Provided data below:
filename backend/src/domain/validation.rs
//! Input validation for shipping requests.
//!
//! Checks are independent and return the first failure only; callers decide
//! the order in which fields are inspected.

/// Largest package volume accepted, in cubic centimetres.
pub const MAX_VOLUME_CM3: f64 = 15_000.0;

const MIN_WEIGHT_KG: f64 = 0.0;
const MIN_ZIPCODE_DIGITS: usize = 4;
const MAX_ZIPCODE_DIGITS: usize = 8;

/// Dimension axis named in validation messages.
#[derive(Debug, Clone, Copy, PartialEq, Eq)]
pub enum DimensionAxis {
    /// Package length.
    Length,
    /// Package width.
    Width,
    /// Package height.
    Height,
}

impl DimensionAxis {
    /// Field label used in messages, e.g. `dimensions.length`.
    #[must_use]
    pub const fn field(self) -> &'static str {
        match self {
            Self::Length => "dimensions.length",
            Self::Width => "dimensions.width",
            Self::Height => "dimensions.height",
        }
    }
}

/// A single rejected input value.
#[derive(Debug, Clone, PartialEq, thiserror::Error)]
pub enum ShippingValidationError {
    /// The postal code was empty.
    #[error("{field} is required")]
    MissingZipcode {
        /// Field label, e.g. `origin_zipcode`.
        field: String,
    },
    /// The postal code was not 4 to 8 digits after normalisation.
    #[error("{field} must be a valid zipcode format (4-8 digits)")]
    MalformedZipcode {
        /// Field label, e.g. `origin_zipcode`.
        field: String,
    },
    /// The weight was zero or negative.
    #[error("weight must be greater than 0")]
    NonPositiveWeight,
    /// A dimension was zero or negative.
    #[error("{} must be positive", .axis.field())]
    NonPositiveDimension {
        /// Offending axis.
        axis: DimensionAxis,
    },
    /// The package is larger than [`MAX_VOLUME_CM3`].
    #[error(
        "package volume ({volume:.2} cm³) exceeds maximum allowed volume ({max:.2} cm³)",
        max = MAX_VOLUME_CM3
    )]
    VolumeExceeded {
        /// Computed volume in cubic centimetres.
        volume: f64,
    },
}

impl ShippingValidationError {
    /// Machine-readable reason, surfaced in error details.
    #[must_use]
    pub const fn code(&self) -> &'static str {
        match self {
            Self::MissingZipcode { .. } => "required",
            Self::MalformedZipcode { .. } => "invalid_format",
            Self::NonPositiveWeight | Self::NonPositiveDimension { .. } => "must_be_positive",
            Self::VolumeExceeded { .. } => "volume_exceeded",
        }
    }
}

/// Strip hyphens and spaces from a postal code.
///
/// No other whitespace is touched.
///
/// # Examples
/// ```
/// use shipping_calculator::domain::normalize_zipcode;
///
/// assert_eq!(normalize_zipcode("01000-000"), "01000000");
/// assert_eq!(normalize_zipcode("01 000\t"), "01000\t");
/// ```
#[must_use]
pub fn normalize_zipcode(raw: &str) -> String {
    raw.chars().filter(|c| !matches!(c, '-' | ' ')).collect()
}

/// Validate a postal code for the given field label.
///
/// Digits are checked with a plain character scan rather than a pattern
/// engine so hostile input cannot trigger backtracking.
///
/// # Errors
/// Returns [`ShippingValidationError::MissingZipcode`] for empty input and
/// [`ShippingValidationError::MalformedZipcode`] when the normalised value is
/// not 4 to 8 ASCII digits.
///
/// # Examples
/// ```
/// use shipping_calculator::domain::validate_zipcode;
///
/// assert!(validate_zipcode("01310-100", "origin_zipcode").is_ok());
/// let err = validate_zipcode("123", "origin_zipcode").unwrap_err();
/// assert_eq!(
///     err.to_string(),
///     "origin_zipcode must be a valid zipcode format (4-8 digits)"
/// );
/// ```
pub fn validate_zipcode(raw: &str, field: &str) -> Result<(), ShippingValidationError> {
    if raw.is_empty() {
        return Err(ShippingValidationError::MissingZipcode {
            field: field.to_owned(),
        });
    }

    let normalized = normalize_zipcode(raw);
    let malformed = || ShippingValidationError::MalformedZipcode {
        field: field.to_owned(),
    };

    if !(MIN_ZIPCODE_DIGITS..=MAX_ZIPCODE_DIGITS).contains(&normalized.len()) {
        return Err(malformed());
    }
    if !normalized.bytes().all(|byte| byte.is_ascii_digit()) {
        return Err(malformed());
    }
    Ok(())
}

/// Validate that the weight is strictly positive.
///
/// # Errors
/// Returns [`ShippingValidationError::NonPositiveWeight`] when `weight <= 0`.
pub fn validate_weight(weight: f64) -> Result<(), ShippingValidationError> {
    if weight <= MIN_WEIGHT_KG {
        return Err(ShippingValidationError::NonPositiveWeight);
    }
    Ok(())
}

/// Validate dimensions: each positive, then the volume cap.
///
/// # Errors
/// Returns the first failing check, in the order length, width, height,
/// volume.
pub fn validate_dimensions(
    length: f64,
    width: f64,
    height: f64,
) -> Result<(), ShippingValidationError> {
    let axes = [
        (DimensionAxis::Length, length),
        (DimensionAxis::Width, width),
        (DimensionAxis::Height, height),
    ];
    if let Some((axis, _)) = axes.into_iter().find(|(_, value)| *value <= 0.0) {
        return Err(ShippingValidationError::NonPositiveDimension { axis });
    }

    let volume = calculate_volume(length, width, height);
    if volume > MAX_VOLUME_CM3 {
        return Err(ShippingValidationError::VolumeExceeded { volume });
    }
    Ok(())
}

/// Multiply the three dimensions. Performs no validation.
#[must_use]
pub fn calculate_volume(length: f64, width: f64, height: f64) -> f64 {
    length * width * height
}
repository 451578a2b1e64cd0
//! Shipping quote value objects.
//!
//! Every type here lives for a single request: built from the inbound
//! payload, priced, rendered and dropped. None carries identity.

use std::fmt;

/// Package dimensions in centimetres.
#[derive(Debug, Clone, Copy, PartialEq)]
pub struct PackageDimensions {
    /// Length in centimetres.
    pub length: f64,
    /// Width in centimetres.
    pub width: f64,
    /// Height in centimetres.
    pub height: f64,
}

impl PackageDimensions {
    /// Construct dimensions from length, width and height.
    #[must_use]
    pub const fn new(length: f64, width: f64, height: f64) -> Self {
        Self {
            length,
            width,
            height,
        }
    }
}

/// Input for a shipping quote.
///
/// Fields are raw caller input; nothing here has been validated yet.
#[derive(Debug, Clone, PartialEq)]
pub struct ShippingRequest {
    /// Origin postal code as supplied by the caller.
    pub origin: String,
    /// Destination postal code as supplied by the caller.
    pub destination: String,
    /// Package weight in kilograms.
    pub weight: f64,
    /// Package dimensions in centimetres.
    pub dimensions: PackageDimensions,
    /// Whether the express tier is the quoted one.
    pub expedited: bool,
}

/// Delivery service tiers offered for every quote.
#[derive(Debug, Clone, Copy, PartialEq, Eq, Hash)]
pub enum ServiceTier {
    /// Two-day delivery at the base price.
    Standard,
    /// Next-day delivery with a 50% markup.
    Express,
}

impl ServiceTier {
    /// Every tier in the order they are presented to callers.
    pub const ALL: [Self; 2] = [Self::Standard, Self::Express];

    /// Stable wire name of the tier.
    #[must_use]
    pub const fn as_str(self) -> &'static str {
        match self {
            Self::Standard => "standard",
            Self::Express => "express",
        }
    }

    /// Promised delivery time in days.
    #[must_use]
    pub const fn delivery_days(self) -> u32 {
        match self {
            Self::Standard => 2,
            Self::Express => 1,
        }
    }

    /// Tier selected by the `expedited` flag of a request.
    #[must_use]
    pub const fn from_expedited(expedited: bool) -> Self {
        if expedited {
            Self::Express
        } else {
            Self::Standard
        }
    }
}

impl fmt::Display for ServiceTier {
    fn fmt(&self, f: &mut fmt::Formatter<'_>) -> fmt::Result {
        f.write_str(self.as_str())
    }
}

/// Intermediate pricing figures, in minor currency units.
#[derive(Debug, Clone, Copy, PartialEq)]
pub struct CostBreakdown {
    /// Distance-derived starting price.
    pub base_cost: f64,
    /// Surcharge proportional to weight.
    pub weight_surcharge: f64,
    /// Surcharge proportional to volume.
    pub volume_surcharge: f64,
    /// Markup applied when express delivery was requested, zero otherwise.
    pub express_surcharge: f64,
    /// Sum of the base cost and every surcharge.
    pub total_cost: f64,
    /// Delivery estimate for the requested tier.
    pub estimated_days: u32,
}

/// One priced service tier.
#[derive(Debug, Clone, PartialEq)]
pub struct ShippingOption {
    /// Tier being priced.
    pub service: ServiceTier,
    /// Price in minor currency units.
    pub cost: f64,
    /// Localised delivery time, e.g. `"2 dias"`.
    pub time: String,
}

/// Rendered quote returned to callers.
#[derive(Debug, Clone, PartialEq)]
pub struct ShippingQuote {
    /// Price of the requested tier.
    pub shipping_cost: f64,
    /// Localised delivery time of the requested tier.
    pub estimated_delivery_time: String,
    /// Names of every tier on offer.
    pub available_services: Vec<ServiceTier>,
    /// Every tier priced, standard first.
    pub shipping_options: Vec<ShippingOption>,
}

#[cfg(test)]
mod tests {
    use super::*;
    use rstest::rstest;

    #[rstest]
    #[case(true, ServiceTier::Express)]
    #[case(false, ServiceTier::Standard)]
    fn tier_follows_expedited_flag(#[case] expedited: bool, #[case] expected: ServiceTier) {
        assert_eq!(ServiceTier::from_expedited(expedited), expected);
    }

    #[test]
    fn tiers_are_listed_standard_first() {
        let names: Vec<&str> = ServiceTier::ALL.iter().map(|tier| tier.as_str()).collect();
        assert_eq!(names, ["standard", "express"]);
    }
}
End of Provided data.
Provided data below:
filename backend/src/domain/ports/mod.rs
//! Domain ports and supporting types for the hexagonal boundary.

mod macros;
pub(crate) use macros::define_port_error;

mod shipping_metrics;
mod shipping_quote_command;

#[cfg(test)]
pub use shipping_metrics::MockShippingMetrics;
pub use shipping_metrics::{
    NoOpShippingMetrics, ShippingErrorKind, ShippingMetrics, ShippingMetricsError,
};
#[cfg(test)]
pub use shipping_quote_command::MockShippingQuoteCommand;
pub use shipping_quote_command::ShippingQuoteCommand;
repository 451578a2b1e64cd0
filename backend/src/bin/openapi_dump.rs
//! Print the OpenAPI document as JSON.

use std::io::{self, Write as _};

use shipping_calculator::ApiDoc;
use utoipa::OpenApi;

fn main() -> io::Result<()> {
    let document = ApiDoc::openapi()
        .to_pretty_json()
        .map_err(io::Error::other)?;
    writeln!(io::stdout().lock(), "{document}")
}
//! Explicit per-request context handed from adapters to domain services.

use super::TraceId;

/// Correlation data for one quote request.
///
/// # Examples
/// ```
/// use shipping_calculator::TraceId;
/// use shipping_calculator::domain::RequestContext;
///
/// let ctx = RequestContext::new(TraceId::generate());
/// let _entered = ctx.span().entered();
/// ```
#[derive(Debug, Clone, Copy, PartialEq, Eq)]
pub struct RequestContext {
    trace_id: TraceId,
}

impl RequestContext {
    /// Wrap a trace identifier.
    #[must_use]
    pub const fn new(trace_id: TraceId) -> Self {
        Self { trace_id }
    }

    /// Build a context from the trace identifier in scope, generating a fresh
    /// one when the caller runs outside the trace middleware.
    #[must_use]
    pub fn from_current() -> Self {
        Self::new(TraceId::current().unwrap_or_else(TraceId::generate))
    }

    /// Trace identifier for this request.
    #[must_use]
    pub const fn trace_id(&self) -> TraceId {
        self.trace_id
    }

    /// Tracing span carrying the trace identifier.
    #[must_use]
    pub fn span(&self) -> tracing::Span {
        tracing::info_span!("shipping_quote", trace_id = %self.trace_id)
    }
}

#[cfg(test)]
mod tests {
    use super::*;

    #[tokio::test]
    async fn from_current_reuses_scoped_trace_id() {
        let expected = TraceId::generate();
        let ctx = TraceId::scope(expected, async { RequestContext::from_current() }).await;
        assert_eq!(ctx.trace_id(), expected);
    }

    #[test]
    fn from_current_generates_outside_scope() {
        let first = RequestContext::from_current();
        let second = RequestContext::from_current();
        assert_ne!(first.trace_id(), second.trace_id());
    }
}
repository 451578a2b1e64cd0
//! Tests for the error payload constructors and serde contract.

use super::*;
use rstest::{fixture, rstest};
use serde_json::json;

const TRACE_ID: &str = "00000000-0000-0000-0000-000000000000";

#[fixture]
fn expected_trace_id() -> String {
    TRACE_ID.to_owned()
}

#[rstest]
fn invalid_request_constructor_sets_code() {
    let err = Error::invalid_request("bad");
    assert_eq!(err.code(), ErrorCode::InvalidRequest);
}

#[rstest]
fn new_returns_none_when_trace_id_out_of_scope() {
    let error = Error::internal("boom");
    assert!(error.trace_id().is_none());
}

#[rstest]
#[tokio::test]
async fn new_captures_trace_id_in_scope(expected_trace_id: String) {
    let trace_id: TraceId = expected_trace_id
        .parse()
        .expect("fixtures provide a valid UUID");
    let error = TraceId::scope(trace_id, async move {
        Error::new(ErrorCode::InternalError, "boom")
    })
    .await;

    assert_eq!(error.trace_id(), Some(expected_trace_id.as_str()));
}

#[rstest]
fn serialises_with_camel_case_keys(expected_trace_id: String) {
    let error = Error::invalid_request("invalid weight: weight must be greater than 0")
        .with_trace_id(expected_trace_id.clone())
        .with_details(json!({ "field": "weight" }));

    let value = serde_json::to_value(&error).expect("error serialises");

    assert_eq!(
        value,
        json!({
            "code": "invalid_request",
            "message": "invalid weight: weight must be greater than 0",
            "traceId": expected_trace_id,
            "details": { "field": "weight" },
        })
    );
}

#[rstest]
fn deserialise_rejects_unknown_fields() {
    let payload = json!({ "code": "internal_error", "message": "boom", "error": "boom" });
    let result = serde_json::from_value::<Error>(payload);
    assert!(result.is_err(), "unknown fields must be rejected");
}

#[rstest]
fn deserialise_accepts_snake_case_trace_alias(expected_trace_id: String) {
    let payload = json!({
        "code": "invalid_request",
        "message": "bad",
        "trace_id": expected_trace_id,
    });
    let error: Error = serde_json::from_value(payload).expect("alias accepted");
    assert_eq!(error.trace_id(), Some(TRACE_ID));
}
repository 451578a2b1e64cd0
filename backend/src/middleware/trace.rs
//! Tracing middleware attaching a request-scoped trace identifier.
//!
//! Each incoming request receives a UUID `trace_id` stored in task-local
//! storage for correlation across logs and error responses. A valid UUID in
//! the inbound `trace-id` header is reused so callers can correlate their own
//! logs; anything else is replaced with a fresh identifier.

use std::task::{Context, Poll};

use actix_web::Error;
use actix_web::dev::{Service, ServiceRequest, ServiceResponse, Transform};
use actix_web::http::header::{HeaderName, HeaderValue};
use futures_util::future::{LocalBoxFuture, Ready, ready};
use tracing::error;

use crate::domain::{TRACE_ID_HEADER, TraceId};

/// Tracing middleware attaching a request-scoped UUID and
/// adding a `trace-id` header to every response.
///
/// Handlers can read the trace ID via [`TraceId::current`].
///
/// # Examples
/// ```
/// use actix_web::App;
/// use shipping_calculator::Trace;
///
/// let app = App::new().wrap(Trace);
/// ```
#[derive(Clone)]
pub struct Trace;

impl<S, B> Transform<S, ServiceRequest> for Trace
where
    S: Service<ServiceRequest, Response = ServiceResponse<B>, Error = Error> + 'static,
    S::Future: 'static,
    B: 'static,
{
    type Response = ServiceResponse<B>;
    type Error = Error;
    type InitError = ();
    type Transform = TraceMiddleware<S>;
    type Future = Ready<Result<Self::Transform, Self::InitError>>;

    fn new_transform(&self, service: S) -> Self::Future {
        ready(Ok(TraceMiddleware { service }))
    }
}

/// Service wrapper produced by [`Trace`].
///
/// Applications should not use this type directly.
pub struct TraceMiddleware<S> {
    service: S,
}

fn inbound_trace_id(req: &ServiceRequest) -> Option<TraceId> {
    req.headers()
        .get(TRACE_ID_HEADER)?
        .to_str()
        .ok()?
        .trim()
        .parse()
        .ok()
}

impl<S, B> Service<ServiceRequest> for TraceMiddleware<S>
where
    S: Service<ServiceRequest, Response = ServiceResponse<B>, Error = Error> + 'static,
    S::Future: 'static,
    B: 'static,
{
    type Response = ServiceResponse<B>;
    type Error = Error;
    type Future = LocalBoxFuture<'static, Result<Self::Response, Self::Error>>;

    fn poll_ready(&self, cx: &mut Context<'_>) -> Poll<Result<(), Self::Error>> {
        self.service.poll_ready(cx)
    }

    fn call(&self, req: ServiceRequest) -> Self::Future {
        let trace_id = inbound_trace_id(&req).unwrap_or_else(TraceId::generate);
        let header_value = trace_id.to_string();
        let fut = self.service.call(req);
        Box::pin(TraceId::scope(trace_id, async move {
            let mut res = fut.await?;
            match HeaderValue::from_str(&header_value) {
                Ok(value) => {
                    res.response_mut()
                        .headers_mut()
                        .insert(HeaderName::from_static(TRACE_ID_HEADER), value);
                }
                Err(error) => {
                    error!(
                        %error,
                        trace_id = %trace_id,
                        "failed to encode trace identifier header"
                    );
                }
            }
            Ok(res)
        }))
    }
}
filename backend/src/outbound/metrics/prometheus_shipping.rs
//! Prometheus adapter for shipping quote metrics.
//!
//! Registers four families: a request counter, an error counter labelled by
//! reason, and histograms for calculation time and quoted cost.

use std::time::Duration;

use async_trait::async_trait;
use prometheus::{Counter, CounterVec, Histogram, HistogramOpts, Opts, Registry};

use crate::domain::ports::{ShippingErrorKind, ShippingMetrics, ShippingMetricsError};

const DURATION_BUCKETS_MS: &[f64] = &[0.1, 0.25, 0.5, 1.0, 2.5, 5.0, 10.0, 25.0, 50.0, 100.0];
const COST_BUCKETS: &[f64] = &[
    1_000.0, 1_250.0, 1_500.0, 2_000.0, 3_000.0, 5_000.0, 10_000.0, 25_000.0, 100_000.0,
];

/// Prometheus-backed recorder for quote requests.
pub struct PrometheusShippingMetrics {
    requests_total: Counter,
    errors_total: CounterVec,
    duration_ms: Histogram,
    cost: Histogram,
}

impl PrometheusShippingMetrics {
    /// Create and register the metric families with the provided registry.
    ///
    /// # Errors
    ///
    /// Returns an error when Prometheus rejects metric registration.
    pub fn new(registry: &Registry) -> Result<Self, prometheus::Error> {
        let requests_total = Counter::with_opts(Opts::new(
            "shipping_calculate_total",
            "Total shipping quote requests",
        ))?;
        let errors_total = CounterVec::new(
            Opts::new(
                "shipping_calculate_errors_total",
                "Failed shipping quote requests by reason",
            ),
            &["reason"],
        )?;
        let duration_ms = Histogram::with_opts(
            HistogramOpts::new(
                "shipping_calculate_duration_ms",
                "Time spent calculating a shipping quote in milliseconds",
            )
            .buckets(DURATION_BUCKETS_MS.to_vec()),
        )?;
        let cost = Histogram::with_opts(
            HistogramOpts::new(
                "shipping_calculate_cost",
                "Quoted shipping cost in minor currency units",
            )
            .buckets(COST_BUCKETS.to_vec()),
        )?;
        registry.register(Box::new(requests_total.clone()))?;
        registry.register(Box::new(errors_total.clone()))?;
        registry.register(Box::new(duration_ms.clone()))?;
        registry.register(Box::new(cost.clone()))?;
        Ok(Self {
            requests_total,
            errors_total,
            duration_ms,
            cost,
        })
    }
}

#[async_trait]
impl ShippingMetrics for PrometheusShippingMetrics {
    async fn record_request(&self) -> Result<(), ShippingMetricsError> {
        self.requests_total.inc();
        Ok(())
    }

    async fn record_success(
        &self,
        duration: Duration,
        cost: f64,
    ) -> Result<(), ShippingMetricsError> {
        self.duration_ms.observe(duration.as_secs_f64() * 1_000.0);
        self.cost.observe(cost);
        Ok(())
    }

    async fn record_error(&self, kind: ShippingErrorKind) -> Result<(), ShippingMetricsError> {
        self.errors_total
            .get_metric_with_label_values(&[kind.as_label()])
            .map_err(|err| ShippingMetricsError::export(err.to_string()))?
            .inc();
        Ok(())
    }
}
End of Provided data.
Provided data below:
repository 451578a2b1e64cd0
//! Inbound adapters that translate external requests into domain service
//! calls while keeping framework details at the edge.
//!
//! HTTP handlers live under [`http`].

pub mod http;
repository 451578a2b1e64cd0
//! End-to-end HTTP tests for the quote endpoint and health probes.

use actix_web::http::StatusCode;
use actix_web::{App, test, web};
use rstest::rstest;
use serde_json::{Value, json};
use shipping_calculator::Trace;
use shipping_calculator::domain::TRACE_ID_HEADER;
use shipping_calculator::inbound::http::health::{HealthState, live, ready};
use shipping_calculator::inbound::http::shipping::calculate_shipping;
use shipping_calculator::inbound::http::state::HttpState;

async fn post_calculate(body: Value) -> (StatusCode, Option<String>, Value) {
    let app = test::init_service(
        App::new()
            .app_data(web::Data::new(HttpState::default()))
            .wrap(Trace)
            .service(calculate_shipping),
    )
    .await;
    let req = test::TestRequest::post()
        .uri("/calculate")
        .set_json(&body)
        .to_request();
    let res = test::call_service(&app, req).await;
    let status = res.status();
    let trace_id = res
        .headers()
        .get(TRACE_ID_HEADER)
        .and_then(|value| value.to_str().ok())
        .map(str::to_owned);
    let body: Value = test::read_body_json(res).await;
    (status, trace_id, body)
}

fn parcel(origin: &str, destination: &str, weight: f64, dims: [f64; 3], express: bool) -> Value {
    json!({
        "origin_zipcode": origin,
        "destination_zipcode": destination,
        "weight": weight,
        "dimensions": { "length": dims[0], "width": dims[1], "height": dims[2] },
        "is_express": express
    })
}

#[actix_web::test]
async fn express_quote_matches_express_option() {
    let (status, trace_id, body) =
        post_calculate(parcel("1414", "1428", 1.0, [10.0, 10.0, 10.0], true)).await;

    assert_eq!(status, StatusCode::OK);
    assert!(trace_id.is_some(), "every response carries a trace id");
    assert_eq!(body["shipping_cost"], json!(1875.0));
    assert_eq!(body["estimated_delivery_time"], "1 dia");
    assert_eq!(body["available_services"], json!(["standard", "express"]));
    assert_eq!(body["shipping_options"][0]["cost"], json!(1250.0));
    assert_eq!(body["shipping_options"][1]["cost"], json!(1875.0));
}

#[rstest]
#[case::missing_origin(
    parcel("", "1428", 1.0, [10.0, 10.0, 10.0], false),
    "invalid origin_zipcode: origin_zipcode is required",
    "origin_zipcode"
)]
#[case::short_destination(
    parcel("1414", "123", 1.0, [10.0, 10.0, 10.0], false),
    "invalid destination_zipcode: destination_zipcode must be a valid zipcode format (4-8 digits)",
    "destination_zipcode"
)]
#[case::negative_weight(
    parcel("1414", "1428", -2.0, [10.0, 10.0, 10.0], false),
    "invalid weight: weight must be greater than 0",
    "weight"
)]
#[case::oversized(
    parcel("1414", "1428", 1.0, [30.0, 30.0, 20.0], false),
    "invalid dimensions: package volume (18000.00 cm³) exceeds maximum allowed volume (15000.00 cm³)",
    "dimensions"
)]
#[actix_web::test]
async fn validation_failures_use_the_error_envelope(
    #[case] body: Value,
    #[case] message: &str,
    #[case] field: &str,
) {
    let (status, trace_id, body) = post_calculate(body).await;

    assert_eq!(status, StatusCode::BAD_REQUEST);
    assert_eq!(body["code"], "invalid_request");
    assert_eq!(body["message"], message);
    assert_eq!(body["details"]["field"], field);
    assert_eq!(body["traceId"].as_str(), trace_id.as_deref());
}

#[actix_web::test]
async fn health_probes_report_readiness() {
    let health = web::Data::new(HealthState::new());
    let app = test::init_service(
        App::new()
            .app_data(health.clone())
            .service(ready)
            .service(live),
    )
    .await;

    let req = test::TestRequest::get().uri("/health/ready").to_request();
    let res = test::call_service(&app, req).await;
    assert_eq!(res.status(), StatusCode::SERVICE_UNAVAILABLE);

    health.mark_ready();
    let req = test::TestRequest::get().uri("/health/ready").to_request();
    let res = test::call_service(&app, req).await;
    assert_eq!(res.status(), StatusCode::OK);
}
End of Provided data.
### Task item
Scan the data above for the word "ServiceRequest" and report every line where it is found.

### Reply to the exercise
use actix_web::dev::{Service, ServiceRequest, ServiceResponse, Transform};
impl<S, B> Transform<S, ServiceRequest> for Trace
    S: Service<ServiceRequest, Response = ServiceResponse<B>, Error = Error> + 'static,
fn inbound_trace_id(req: &ServiceRequest) -> Option<TraceId> {
impl<S, B> Service<ServiceRequest> for TraceMiddleware<S>
    S: Service<ServiceRequest, Response = ServiceResponse<B>, Error = Error> + 'static,
    fn call(&self, req: ServiceRequest) -> Self::Future {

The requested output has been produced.